The farmers have been raising hell, or should I say hay bales, for a few months now and the other week their tractors were parked slap-bang in the middle of the main roads of Toulouse, or charging down the narrow alleyways as they blasted music from da club, and by all accounts, creating a successful amount of chaos.
On my birthday, Gaylord and I innocently set off for a spa in the Alps. This place is like a mystic temple to inhabitants of Toulouse, its name dropped in whispers to gasps of delight (“We’re going to… Balnea…”) - we couldn’t wait to be blessed by its infinity-pooled holiness. Unfortunately, I cannot testify to have been born-again because we never got there. Those hay bales blocked the motorway. To all the people who wondered why we didn’t get out the car and just move the hay bales, I’d like to see you move a seven-tonne tractor too. Behind that trench of hay, there was a blockade of tractors and combine harvesters lining up like army cadets. The farmers meant war and if that meant no spa for the birthday girl, so be it. We swung around and drove home, Gaylord first quickly picking up chocolate in case I needed appeasing. That Plan B involved hot chocolate, twinkly lights, and the sofa bed, to make a sitting-room cinema to hibernate in for the rest of the day.

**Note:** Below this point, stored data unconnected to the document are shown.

//! Fake recognizer shared by the integration tests.
#![allow(dead_code)]

use async_trait::async_trait;
use nidscan::prelude::*;
use std::sync::atomic::{AtomicUsize, Ordering};
use std::sync::Arc;
use std::time::Duration;

/// What every recognizer handed out by a [`FakeFactory`] does.
#[derive(Clone)]
pub enum Behaviour {
    Text(String),
    Fail(String),
    Sleep(Duration, String),
}

#[derive(Default)]
pub struct Counters {
    pub acquired: AtomicUsize,
    pub terminated: AtomicUsize,
}

impl Counters {
    pub fn acquired(&self) -> usize {
        self.acquired.load(Ordering::SeqCst)
    }

    pub fn terminated(&self) -> usize {
        self.terminated.load(Ordering::SeqCst)
    }

    /// Workers still alive.
    pub fn outstanding(&self) -> usize {
        self.acquired() - self.terminated()
    }
}

pub struct FakeFactory {
    behaviour: Behaviour,
    pub counters: Arc<Counters>,
}

impl FakeFactory {
    pub fn new(behaviour: Behaviour) -> Arc<Self> {
        Arc::new(Self {
            behaviour,
            counters: Arc::new(Counters::default()),
        })
    }

    pub fn text(text: &str) -> Arc<Self> {
        Self::new(Behaviour::Text(text.to_string()))
    }

    pub fn failing(msg: &str) -> Arc<Self> {
        Self::new(Behaviour::Fail(msg.to_string()))
    }
}

struct FakeRecognizer {
    behaviour: Behaviour,
    counters: Arc<Counters>,
}

#[async_trait]
impl RecognizerFactory for FakeFactory {
    async fn acquire(&self, _languages: &LanguageSet) -> Result<Box<dyn TextRecognizer>, OcrError> {
        self.counters.acquired.fetch_add(1, Ordering::SeqCst);
        Ok(Box::new(FakeRecognizer {
            behaviour: self.behaviour.clone(),
            counters: self.counters.clone(),
        }))
    }
}

#[async_trait]
impl TextRecognizer for FakeRecognizer {
    async fn recognize(&mut self, _input: &OcrInput) -> Result<OcrOutput, OcrError> {
        match &self.behaviour {
            Behaviour::Text(text) => Ok(OcrOutput::from_text(text.clone())),
            Behaviour::Fail(msg) => Err(OcrError::EngineError(msg.clone())),
            Behaviour::Sleep(delay, text) => {
                tokio::time::sleep(*delay).await;
                Ok(OcrOutput::from_text(text.clone()))
            }
        }
    }

    async fn terminate(self: Box<Self>) {
        self.counters.terminated.fetch_add(1, Ordering::SeqCst);
    }
}

pub fn verifier(factory: Arc<FakeFactory>) -> Verifier {
    Verifier::new(factory, VerifierOptions::default())
}

pub fn verifier_with_timeout(factory: Arc<FakeFactory>, timeout: Duration) -> Verifier {
    Verifier::new(factory, VerifierOptions::default().with_timeout(timeout))
}

pub fn jpeg() -> OcrInput {
    OcrInput::Bytes(vec![0xff, 0xd8, 0xff, 0xe0])
}
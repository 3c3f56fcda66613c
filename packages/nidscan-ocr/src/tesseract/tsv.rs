use crate::engine::OcrError;
use crate::region::{BoundingBox, TextRegion};

// level page_num block_num par_num line_num word_num left top width height conf text
const COLUMNS: usize = 12;
const WORD_LEVEL: u32 = 5;

#[derive(Debug, Clone, Copy, PartialEq, Eq)]
struct LineKey {
    page: u32,
    block: u32,
    par: u32,
    line: u32,
}

struct LineAccumulator {
    key: LineKey,
    words: Vec<String>,
    confidences: Vec<f32>,
    left: f32,
    top: f32,
    right: f32,
    bottom: f32,
}

impl LineAccumulator {
    fn new(key: LineKey) -> Self {
        Self {
            key,
            words: Vec::new(),
            confidences: Vec::new(),
            left: f32::MAX,
            top: f32::MAX,
            right: f32::MIN,
            bottom: f32::MIN,
        }
    }

    fn push(&mut self, word: &str, conf: f32, bbox: BoundingBox) {
        self.words.push(word.to_string());
        if conf >= 0.0 {
            self.confidences.push(conf);
        }
        self.left = self.left.min(bbox.x);
        self.top = self.top.min(bbox.y);
        self.right = self.right.max(bbox.x + bbox.width);
        self.bottom = self.bottom.max(bbox.y + bbox.height);
    }

    fn finish(self) -> Option<TextRegion> {
        if self.words.is_empty() {
            return None;
        }
        let confidence = if self.confidences.is_empty() {
            None
        } else {
            let mean = self.confidences.iter().sum::<f32>() / self.confidences.len() as f32;
            Some(mean / 100.0)
        };
        Some(TextRegion {
            text: self.words.join(" "),
            bounding_box: Some(BoundingBox {
                x: self.left,
                y: self.top,
                width: self.right - self.left,
                height: self.bottom - self.top,
            }),
            confidence,
        })
    }
}

fn parse_u32(field: &str, row: usize) -> Result<u32, OcrError> {
    field
        .trim()
        .parse()
        .map_err(|_| OcrError::EngineError(format!("malformed tsv row {row}: {field:?}")))
}

fn parse_f32(field: &str, row: usize) -> Result<f32, OcrError> {
    field
        .trim()
        .parse()
        .map_err(|_| OcrError::EngineError(format!("malformed tsv row {row}: {field:?}")))
}

/// Folds tesseract's word-level TSV output into one region per text line.
pub fn parse_tsv(data: &str) -> Result<Vec<TextRegion>, OcrError> {
    let mut regions = Vec::new();
    let mut current: Option<LineAccumulator> = None;

    for (row, line) in data.lines().enumerate() {
        if row == 0 && line.starts_with("level") {
            continue;
        }
        if line.trim().is_empty() {
            continue;
        }

        let fields: Vec<&str> = line.splitn(COLUMNS, '\t').collect();
        if fields.len() < COLUMNS - 1 {
            return Err(OcrError::EngineError(format!("truncated tsv row {row}")));
        }

        if parse_u32(fields[0], row)? != WORD_LEVEL {
            continue;
        }
        let text = fields.get(11).map(|t| t.trim()).unwrap_or_default();
        if text.is_empty() {
            continue;
        }

        let key = LineKey {
            page: parse_u32(fields[1], row)?,
            block: parse_u32(fields[2], row)?,
            par: parse_u32(fields[3], row)?,
            line: parse_u32(fields[4], row)?,
        };
        let bbox = BoundingBox {
            x: parse_f32(fields[6], row)?,
            y: parse_f32(fields[7], row)?,
            width: parse_f32(fields[8], row)?,
            height: parse_f32(fields[9], row)?,
        };
        let conf = parse_f32(fields[10], row)?;

        let acc = match current.take() {
            Some(acc) if acc.key == key => acc,
            Some(acc) => {
                regions.extend(acc.finish());
                LineAccumulator::new(key)
            }
            None => LineAccumulator::new(key),
        };
        let acc = current.insert(acc);
        acc.push(text, conf, bbox);
    }

    if let Some(acc) = current {
        regions.extend(acc.finish());
    }

    Ok(regions)
}
pub mod engine;
pub mod language;
pub mod region;
pub mod tesseract;

pub use engine::{OcrError, OcrInput, OcrOutput, RecognizerFactory, TextRecognizer};
pub use language::LanguageSet;
pub use region::{BoundingBox, TextRegion};
pub use tesseract::{TesseractFactory, TesseractRecognizer};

And the third Plan B, well that was the night Gaylord and I planned to to see Poor Things at the cinema and, when we scanned our QR codes, armed with our cinema snacks to enter the movie theatre, we discovered that Gaylord had booked the tickets at a cinema in Clermont-Ferrand - a four-hour drive away.
We all have good intentions and most of mine are planned to give you good content, dear reader, but those curveballs are inevitable - even if three in a month feels like a record - and well, very little in life ever goes to plan.
Apart from the food. That did go to plan. Mostly.